* [Work to be completed] From the entries below, copy every line holding the word "static".

* [Data for analysis]
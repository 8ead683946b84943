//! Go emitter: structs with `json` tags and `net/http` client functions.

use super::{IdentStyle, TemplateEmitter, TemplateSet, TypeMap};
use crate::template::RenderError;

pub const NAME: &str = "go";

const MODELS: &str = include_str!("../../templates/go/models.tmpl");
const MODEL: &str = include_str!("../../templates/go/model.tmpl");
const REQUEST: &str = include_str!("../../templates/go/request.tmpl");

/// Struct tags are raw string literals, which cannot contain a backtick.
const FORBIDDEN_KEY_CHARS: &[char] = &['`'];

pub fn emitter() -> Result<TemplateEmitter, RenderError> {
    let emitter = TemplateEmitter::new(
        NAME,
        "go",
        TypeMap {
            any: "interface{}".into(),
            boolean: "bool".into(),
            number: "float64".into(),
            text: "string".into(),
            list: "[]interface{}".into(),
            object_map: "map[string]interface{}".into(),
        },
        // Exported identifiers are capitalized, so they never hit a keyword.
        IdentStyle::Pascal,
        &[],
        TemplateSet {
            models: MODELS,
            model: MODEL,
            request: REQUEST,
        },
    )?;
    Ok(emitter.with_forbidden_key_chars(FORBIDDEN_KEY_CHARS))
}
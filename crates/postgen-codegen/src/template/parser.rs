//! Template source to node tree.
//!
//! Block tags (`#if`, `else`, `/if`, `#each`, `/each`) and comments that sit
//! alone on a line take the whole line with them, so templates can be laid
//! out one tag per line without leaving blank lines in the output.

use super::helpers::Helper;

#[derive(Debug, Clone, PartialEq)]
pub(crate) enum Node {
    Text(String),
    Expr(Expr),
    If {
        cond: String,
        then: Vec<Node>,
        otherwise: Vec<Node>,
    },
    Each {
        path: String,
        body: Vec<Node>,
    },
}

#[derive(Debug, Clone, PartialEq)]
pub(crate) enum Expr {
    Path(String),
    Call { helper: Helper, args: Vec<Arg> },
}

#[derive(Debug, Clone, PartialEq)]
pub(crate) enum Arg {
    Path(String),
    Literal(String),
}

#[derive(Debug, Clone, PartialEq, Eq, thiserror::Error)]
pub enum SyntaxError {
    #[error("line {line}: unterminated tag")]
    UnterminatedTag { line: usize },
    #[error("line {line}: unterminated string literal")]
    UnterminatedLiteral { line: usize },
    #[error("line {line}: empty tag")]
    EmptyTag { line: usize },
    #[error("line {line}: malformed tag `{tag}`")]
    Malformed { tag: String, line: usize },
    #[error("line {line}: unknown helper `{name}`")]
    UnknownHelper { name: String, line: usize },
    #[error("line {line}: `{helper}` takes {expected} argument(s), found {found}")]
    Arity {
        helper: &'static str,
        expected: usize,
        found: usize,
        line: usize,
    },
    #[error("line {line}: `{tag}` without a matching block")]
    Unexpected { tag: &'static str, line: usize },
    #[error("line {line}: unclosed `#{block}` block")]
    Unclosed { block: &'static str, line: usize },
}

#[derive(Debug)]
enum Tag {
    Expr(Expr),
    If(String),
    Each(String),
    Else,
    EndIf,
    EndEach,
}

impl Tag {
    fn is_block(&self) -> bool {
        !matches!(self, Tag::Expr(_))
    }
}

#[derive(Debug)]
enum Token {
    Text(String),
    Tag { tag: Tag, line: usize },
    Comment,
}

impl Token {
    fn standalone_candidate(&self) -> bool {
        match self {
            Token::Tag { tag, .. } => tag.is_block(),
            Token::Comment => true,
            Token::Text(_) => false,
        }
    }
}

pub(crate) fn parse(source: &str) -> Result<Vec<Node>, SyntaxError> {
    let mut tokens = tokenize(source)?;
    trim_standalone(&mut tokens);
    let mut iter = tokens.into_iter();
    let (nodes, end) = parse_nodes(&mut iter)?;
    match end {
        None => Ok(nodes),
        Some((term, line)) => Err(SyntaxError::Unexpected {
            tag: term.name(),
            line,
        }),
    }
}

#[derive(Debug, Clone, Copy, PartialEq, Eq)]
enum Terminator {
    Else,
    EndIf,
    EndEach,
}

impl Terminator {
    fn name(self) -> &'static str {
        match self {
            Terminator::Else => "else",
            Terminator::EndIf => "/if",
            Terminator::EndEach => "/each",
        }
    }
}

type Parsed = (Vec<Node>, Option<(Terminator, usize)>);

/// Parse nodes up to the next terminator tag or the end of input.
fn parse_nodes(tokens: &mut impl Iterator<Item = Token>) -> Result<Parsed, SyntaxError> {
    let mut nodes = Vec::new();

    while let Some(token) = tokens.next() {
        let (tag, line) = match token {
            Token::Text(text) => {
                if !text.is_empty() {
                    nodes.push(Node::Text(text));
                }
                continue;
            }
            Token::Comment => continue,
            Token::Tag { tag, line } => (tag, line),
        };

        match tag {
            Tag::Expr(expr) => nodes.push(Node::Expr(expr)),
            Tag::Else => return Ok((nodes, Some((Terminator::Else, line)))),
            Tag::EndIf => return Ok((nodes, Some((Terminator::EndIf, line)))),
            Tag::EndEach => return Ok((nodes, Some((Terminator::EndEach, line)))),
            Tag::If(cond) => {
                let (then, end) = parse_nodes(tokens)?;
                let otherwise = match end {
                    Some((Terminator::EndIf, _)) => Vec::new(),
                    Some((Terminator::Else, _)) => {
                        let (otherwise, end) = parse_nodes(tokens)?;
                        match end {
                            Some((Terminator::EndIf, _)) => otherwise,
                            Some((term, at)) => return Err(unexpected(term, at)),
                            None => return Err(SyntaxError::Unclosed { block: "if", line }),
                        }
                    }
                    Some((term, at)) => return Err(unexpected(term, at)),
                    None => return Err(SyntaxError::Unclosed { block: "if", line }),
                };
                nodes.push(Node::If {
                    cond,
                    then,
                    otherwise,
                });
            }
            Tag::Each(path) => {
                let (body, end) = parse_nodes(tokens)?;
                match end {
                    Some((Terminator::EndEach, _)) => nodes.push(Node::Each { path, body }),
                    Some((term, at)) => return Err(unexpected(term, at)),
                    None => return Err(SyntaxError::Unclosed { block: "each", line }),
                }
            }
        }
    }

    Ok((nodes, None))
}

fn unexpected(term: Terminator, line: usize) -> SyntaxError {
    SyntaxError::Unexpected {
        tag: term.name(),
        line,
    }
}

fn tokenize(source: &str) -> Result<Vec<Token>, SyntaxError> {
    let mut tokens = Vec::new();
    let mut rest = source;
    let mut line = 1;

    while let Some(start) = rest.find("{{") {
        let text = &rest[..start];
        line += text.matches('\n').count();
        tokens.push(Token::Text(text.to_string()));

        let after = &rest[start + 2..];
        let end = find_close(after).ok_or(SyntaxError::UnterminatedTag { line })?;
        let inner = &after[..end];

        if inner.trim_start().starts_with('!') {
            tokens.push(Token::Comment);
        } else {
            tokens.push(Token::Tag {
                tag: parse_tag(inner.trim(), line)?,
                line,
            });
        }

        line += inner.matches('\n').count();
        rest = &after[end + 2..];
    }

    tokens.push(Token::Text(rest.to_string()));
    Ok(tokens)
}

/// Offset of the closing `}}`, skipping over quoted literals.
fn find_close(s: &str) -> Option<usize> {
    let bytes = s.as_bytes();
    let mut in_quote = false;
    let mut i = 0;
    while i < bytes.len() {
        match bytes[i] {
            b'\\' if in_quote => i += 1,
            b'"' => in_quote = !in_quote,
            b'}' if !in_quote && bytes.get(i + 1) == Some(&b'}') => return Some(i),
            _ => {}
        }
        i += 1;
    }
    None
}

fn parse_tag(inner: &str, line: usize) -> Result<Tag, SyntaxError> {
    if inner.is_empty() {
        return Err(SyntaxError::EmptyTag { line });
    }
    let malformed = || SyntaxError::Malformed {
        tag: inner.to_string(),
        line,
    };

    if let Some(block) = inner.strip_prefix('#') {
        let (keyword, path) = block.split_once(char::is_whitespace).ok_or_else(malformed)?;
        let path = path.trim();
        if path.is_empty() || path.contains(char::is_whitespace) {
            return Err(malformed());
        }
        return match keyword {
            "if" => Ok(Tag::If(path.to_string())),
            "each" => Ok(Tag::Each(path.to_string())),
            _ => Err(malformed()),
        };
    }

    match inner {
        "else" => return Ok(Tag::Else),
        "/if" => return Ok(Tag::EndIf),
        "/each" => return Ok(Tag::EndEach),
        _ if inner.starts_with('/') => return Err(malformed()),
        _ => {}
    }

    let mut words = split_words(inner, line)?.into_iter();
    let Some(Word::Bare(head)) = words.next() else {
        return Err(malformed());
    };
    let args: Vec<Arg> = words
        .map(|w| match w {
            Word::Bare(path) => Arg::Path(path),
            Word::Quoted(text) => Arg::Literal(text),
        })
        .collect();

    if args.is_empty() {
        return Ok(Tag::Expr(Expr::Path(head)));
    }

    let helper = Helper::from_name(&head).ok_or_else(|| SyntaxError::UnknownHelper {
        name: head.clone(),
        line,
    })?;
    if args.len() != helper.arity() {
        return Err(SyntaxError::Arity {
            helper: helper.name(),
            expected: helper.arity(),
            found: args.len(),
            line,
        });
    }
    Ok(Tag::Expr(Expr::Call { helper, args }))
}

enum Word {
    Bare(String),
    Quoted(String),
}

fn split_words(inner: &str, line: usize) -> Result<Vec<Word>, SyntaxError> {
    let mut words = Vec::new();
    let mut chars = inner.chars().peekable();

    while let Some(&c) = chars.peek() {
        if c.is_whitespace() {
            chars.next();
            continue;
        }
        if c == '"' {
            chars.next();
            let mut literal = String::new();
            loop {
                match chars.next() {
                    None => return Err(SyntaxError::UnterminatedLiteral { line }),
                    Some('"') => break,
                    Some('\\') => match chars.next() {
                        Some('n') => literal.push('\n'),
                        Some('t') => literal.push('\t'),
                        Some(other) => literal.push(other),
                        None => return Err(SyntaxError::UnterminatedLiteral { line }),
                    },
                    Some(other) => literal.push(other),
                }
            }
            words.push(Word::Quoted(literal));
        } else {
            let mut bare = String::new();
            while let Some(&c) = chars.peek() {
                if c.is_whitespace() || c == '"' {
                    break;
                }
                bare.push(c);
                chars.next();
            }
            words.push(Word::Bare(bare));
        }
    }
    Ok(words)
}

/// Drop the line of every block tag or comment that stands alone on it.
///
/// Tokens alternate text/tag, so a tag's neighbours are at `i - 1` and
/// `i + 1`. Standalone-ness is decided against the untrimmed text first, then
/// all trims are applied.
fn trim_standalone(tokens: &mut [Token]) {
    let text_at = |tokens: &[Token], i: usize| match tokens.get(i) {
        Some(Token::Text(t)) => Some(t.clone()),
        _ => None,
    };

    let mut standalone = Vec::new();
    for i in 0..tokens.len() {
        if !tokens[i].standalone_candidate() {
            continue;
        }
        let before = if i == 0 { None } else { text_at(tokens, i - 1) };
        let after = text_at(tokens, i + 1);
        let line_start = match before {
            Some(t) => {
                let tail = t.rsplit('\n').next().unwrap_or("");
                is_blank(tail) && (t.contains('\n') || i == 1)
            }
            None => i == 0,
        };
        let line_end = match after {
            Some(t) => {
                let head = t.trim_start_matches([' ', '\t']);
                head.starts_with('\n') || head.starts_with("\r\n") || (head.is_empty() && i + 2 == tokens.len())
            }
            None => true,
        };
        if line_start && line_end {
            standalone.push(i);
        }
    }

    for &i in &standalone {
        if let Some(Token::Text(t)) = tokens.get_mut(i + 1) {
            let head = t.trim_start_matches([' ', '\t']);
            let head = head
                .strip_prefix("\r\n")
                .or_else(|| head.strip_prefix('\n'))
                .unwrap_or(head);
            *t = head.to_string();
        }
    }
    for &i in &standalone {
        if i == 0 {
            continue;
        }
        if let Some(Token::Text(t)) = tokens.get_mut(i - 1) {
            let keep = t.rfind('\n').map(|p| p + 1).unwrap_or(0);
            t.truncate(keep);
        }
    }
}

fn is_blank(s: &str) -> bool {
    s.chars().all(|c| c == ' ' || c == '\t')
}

* [Exercise response]
        helper: &'static str,
    Unexpected { tag: &'static str, line: usize },
    Unclosed { block: &'static str, line: usize },
    fn name(self) -> &'static str {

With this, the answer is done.